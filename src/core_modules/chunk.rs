// THEORY:
// The `Chunk` module represents a spatial grouping of pixels and is what gives the
// color-block criterion its coarse grain. Where the pixel criterion asks "how many
// individual pixels moved?", the color-block criterion asks "how much of the scene
// shifted color as a whole?".
//
// Key architectural principles:
// 1.  **Spatial Pooling**: A frame is tiled into square blocks. Only the block's
//     average color is compared, so a large uniform shift (lights switched off, a
//     door swinging into view) registers across the whole block even when many
//     individual pixels change by less than the per-pixel cutoff.
// 2.  **Noise Reduction**: Averaging cancels single-pixel sensor noise, so the
//     color-block ratio does not fire on speckle that the pixel ratio might.
// 3.  **Data Container**: Like `Pixel`, `Chunk` is a "dumb" container. It holds the
//     pixels that fell inside the region mask for its block and knows how to
//     summarize them. It does not compare itself to other chunks; the comparator does.

pub mod chunk {
    use crate::core_modules::pixel::pixel::Pixel;

    /// A "dumb" data container representing one block of considered pixels.
    #[derive(Debug, Clone, Default)]
    pub struct Chunk {
        /// The pixels of this block that are inside the region mask.
        pub pixels: Vec<Pixel>,
    }

    impl Chunk {
        pub fn new(pixels: Vec<Pixel>) -> Self {
            Self { pixels }
        }

        pub fn with_capacity(capacity: usize) -> Self {
            Self {
                pixels: Vec::with_capacity(capacity),
            }
        }

        pub fn push(&mut self, pixel: Pixel) {
            self.pixels.push(pixel);
        }

        /// Number of pixels pooled into this block.
        pub fn len(&self) -> usize {
            self.pixels.len()
        }

        pub fn is_empty(&self) -> bool {
            self.pixels.is_empty()
        }

        /// Calculates the average pixel value for the block.
        /// An empty block averages to the default (black, transparent) pixel.
        pub fn average_pixel(&self) -> Pixel {
            let num_pixels = self.pixels.len() as u64;
            if num_pixels == 0 {
                return Pixel::default();
            }

            let (sum_r, sum_g, sum_b, sum_a) =
                self.pixels
                    .iter()
                    .fold((0u64, 0u64, 0u64, 0u64), |(r, g, b, a), p| {
                        (
                            r + p.red as u64,
                            g + p.green as u64,
                            b + p.blue as u64,
                            a + p.alpha as u64,
                        )
                    });

            Pixel {
                red: (sum_r / num_pixels) as u8,
                green: (sum_g / num_pixels) as u8,
                blue: (sum_b / num_pixels) as u8,
                alpha: (sum_a / num_pixels) as u8,
            }
        }
    }
}
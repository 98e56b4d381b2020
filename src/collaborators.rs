// THEORY:
// The `collaborators` module holds the engine's seams to the outside world. The
// engine does not know where frames come from, how alerts reach a person or where
// screenshots end up.
//
// Key architectural principles:
// 1.  **Three traits**: `FrameSource`, `AlertSink` and `ScreenshotStore` are the
//     only ways the engine touches devices or disk.
// 2.  **Object-safe async**: Every call returns a `BoxFuture`, so collaborators
//     can be swapped at runtime behind an `Arc<dyn ...>`.
// 3.  **Assume slowness**: Any call may hang. The scheduler wraps each one in a
//     timeout and never holds its state lock across them.

use futures::future::BoxFuture;

use crate::actions::AlertPayload;
use crate::core_modules::frame::Frame;
use crate::core_modules::percent::Percent;
use crate::error::Result;

/// Outcome of one alert delivery attempt.
pub type DeliveryResult = Result<()>;

/// Produces frames on request (camera, file, simulator).
pub trait FrameSource: Send + Sync {
    /// Acquires one decoded frame, or fails with `CaptureFailed`.
    /// Each call is independent; a failed capture can simply be retried.
    fn capture(&self) -> BoxFuture<'_, Result<Frame>>;
}

/// Delivers alerts (push notification, sound, haptics).
pub trait AlertSink: Send + Sync {
    /// Attempts delivery. Failures are logged by the caller and never retried.
    fn deliver(&self, payload: AlertPayload) -> BoxFuture<'_, DeliveryResult>;
}

/// Persists the frame that triggered an alert.
///
/// The reference is handed out before the frame is written so the event can
/// carry it from the moment it is appended to the ledger.
pub trait ScreenshotStore: Send + Sync {
    /// The opaque reference under which the screenshot for `event_id` will be saved.
    fn reference_for(&self, event_id: &str) -> String;

    /// Writes `frame` under `reference`.
    fn save<'a>(
        &'a self,
        reference: &'a str,
        frame: Frame,
        quality: Percent,
    ) -> BoxFuture<'a, Result<()>>;
}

What this task involves => Recopy the entries above in their entirety, exactly.

Solved exercise =>
filename src/core_modules/chunk.rs
// THEORY:
// The `Chunk` module represents a spatial grouping of pixels and is what gives the
// color-block criterion its coarse grain. Where the pixel criterion asks "how many
// individual pixels moved?", the color-block criterion asks "how much of the scene
// shifted color as a whole?".
//
// Key architectural principles:
// 1.  **Spatial Pooling**: A frame is tiled into square blocks. Only the block's
//     average color is compared, so a large uniform shift (lights switched off, a
//     door swinging into view) registers across the whole block even when many
//     individual pixels change by less than the per-pixel cutoff.
// 2.  **Noise Reduction**: Averaging cancels single-pixel sensor noise, so the
//     color-block ratio does not fire on speckle that the pixel ratio might.
// 3.  **Data Container**: Like `Pixel`, `Chunk` is a "dumb" container. It holds the
//     pixels that fell inside the region mask for its block and knows how to
//     summarize them. It does not compare itself to other chunks; the comparator does.

pub mod chunk {
    use crate::core_modules::pixel::pixel::Pixel;

    /// A "dumb" data container representing one block of considered pixels.
    #[derive(Debug, Clone, Default)]
    pub struct Chunk {
        /// The pixels of this block that are inside the region mask.
        pub pixels: Vec<Pixel>,
    }

    impl Chunk {
        pub fn new(pixels: Vec<Pixel>) -> Self {
            Self { pixels }
        }

        pub fn with_capacity(capacity: usize) -> Self {
            Self {
                pixels: Vec::with_capacity(capacity),
            }
        }

        pub fn push(&mut self, pixel: Pixel) {
            self.pixels.push(pixel);
        }

        /// Number of pixels pooled into this block.
        pub fn len(&self) -> usize {
            self.pixels.len()
        }

        pub fn is_empty(&self) -> bool {
            self.pixels.is_empty()
        }

        /// Calculates the average pixel value for the block.
        /// An empty block averages to the default (black, transparent) pixel.
        pub fn average_pixel(&self) -> Pixel {
            let num_pixels = self.pixels.len() as u64;
            if num_pixels == 0 {
                return Pixel::default();
            }

            let (sum_r, sum_g, sum_b, sum_a) =
                self.pixels
                    .iter()
                    .fold((0u64, 0u64, 0u64, 0u64), |(r, g, b, a), p| {
                        (
                            r + p.red as u64,
                            g + p.green as u64,
                            b + p.blue as u64,
                            a + p.alpha as u64,
                        )
                    });

            Pixel {
                red: (sum_r / num_pixels) as u8,
                green: (sum_g / num_pixels) as u8,
                blue: (sum_b / num_pixels) as u8,
                alpha: (sum_a / num_pixels) as u8,
            }
        }
    }
}
repository 98e56b4d381b2020
filename src/collaborators.rs
// THEORY:
// The `collaborators` module holds the engine's seams to the outside world. The
// engine does not know where frames come from, how alerts reach a person or where
// screenshots end up.
//
// Key architectural principles:
// 1.  **Three traits**: `FrameSource`, `AlertSink` and `ScreenshotStore` are the
//     only ways the engine touches devices or disk.
// 2.  **Object-safe async**: Every call returns a `BoxFuture`, so collaborators
//     can be swapped at runtime behind an `Arc<dyn ...>`.
// 3.  **Assume slowness**: Any call may hang. The scheduler wraps each one in a
//     timeout and never holds its state lock across them.

use futures::future::BoxFuture;

use crate::actions::AlertPayload;
use crate::core_modules::frame::Frame;
use crate::core_modules::percent::Percent;
use crate::error::Result;

/// Outcome of one alert delivery attempt.
pub type DeliveryResult = Result<()>;

/// Produces frames on request (camera, file, simulator).
pub trait FrameSource: Send + Sync {
    /// Acquires one decoded frame, or fails with `CaptureFailed`.
    /// Each call is independent; a failed capture can simply be retried.
    fn capture(&self) -> BoxFuture<'_, Result<Frame>>;
}

/// Delivers alerts (push notification, sound, haptics).
pub trait AlertSink: Send + Sync {
    /// Attempts delivery. Failures are logged by the caller and never retried.
    fn deliver(&self, payload: AlertPayload) -> BoxFuture<'_, DeliveryResult>;
}

/// Persists the frame that triggered an alert.
///
/// The reference is handed out before the frame is written so the event can
/// carry it from the moment it is appended to the ledger.
pub trait ScreenshotStore: Send + Sync {
    /// The opaque reference under which the screenshot for `event_id` will be saved.
    fn reference_for(&self, event_id: &str) -> String;

    /// Writes `frame` under `reference`.
    fn save<'a>(
        &'a self,
        reference: &'a str,
        frame: Frame,
        quality: Percent,
    ) -> BoxFuture<'a, Result<()>>;
}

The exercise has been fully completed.